Ne risponda il datore di lavoro
GILDA degli Insegnanti - 21-04-2007
Riceviamo e pubblichiamo - Red

DOCENTI PICCHIATI DAGLI ALUNNI: NE RISPONDE IL DIRIGENTE SCOLASTICO

Chiedere al dirigente scolastico la tutela dell'incolumità fisica propria e degli studenti. È questa la strategia proposta dalla Gilda degli Insegnanti per difendere i docenti e le loro classi nei casi di violenze da parte degli alunni.
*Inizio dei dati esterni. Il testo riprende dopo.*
//! Minimal Ethereum JSON-RPC node for exercising the HTTP provider paths.

use std::{
    collections::HashMap,
    sync::{Arc, Mutex},
};

use axum::{extract::State, routing::post, Json, Router};
use ethers::{
    abi::{self, Token},
    types::Bytes,
};
use ptp_common::{Address, U256};
use serde_json::{json, Value};
use tokio::{net::TcpListener, task::JoinHandle};

/// What the stub node answers with. Mutable while the stub runs.
#[derive(Clone, Debug)]
pub struct RpcState {
    pub accounts: Vec<Address>,
    pub balances: HashMap<Address, U256>,
    pub chain_id: u64,
    /// Answer `eth_requestAccounts` with EIP-1193 code 4001.
    pub reject_requests: bool,
    /// When false `eth_requestAccounts` is an unknown method.
    pub request_accounts_supported: bool,
    /// Return value of every `eth_call`.
    pub call_verdict: bool,
    /// Make `eth_call` revert.
    pub revert_calls: bool,
    pub last_call_to: Option<Address>,
    pub last_call_data: Option<Bytes>,
    /// Every method received, in order.
    pub methods: Vec<String>,
}

impl Default for RpcState {
    fn default() -> Self {
        Self {
            accounts: Vec::new(),
            balances: HashMap::new(),
            chain_id: 1,
            reject_requests: false,
            request_accounts_supported: true,
            call_verdict: true,
            revert_calls: false,
            last_call_to: None,
            last_call_data: None,
            methods: Vec::new(),
        }
    }
}

type SharedState = Arc<Mutex<RpcState>>;

pub struct RpcStub {
    url: String,
    state: SharedState,
    server: JoinHandle<()>,
}

impl RpcStub {
    /// Serve `state` on an ephemeral local port.
    pub async fn spawn(state: RpcState) -> Self {
        let state: SharedState = Arc::new(Mutex::new(state));
        let app = Router::new().route("/", post(handle)).with_state(Arc::clone(&state));

        let listener = TcpListener::bind("127.0.0.1:0")
            .await
            .expect("bind rpc stub listener");
        let url = format!("http://{}", listener.local_addr().expect("rpc stub address"));
        let server = tokio::spawn(async move {
            let _ = axum::serve(listener, app).await;
        });

        Self { url, state, server }
    }

    pub fn url(&self) -> &str {
        &self.url
    }

    pub fn update(&self, change: impl FnOnce(&mut RpcState)) {
        change(&mut self.state.lock().unwrap());
    }

    pub fn state(&self) -> RpcState {
        self.state.lock().unwrap().clone()
    }

    /// How often `method` was called.
    pub fn calls(&self, method: &str) -> usize {
        self.state
            .lock()
            .unwrap()
            .methods
            .iter()
            .filter(|m| m.as_str() == method)
            .count()
    }
}

impl Drop for RpcStub {
    fn drop(&mut self) {
        self.server.abort();
    }
}

async fn handle(State(state): State<SharedState>, Json(request): Json<Value>) -> Json<Value> {
    let id = request.get("id").cloned().unwrap_or(Value::Null);
    let method = request
        .get("method")
        .and_then(Value::as_str)
        .unwrap_or_default()
        .to_string();
    let params = request.get("params").cloned().unwrap_or(Value::Null);

    let mut state = state.lock().unwrap();
    state.methods.push(method.clone());

    let outcome = match method.as_str() {
        "eth_requestAccounts" if !state.request_accounts_supported => Err((-32601, "method not found")),
        "eth_requestAccounts" if state.reject_requests => Err((4001, "User rejected the request.")),
        "eth_requestAccounts" | "eth_accounts" => Ok(json!(state.accounts)),
        "eth_chainId" => Ok(json!(format!("{:#x}", state.chain_id))),
        "eth_getBalance" => {
            let balance = params
                .get(0)
                .and_then(|raw| serde_json::from_value::<Address>(raw.clone()).ok())
                .and_then(|address| state.balances.get(&address).copied())
                .unwrap_or_default();
            Ok(json!(balance))
        }
        "eth_call" if state.revert_calls => Err((-32000, "execution reverted")),
        "eth_call" => {
            let call = params.get(0).cloned().unwrap_or(Value::Null);
            state.last_call_to = call
                .get("to")
                .and_then(|raw| serde_json::from_value(raw.clone()).ok());
            state.last_call_data = call
                .get("data")
                .or_else(|| call.get("input"))
                .and_then(|raw| serde_json::from_value(raw.clone()).ok());
            let output = abi::encode(&[Token::Bool(state.call_verdict)]);
            Ok(json!(Bytes::from(output)))
        }
        _ => Err((-32601, "method not found")),
    };

    Json(match outcome {
        Ok(result) => json!({ "jsonrpc": "2.0", "id": id, "result": result }),
        Err((code, message)) => json!({
            "jsonrpc": "2.0",
            "id": id,
            "error": { "code": code, "message": message },
        }),
    })
}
Una possibile soluzione che intende rispondere non solo al fenomeno del bullismo, ma anche a quelle situazioni di estrema difficoltà in cui si trovano a operare gli insegnanti quando devono gestire i rapporti con ragazzi disabili e aggressivi.

"Nella scuola autonoma - spiega il sindacato - il dirigente scolastico ha responsabilità precise, rappresentando, come previsto dalle norme vigenti, la figura del datore di lavoro".

Appellandosi all'articolo 2087 del Codice civile, in base al quale "l'imprenditore è tenuto ad adottare, nell'esercizio dell'impresa, le misure che, secondo la particolarità del lavoro, l'esperienza e la tecnica, sono necessarie a tutelare l'integrità fisica e la personalità morale dei prestatori di lavoro", la Gilda chiama in causa direttamente i dirigenti scolastici, invitando i docenti a chiedere il loro intervento in caso di comportamenti pericolosi messi in atto dagli studenti.

"Ad esempio - prosegue l'organizzazione sindacale - se si tratta di un alunno diversamente abile, il datore di lavoro ha il preciso dovere di garantire tutte le figure di supporto, previste dalla legge, affinché l'allievo non arrechi danni a terzi, in primis ai compagni di scuola e ai docenti". E qualora il dirigente scolastico, e per lui l'Amministrazione, risultino inadempienti, afferma la Gilda, "possono essere chiamati a rispondere di qualsiasi danno fisico, morale e biologico che, nell'esercizio della propria funzione, venga causato ai docenti".

Secondo la proposta avanzata dal sindacato, gli insegnanti dovrebbero presentare al dirigente scolastico una relazione in cui siano descritti episodi, dinamiche, situazioni di pericolo e strategie impiegate per evitarle e discutere con lui in merito alle iniziative da mettere in campo per arginare il fenomeno.

A disposizione dei docenti, la Gilda ha redatto anche un modulo da compilare e inviare ai dirigenti scolastici.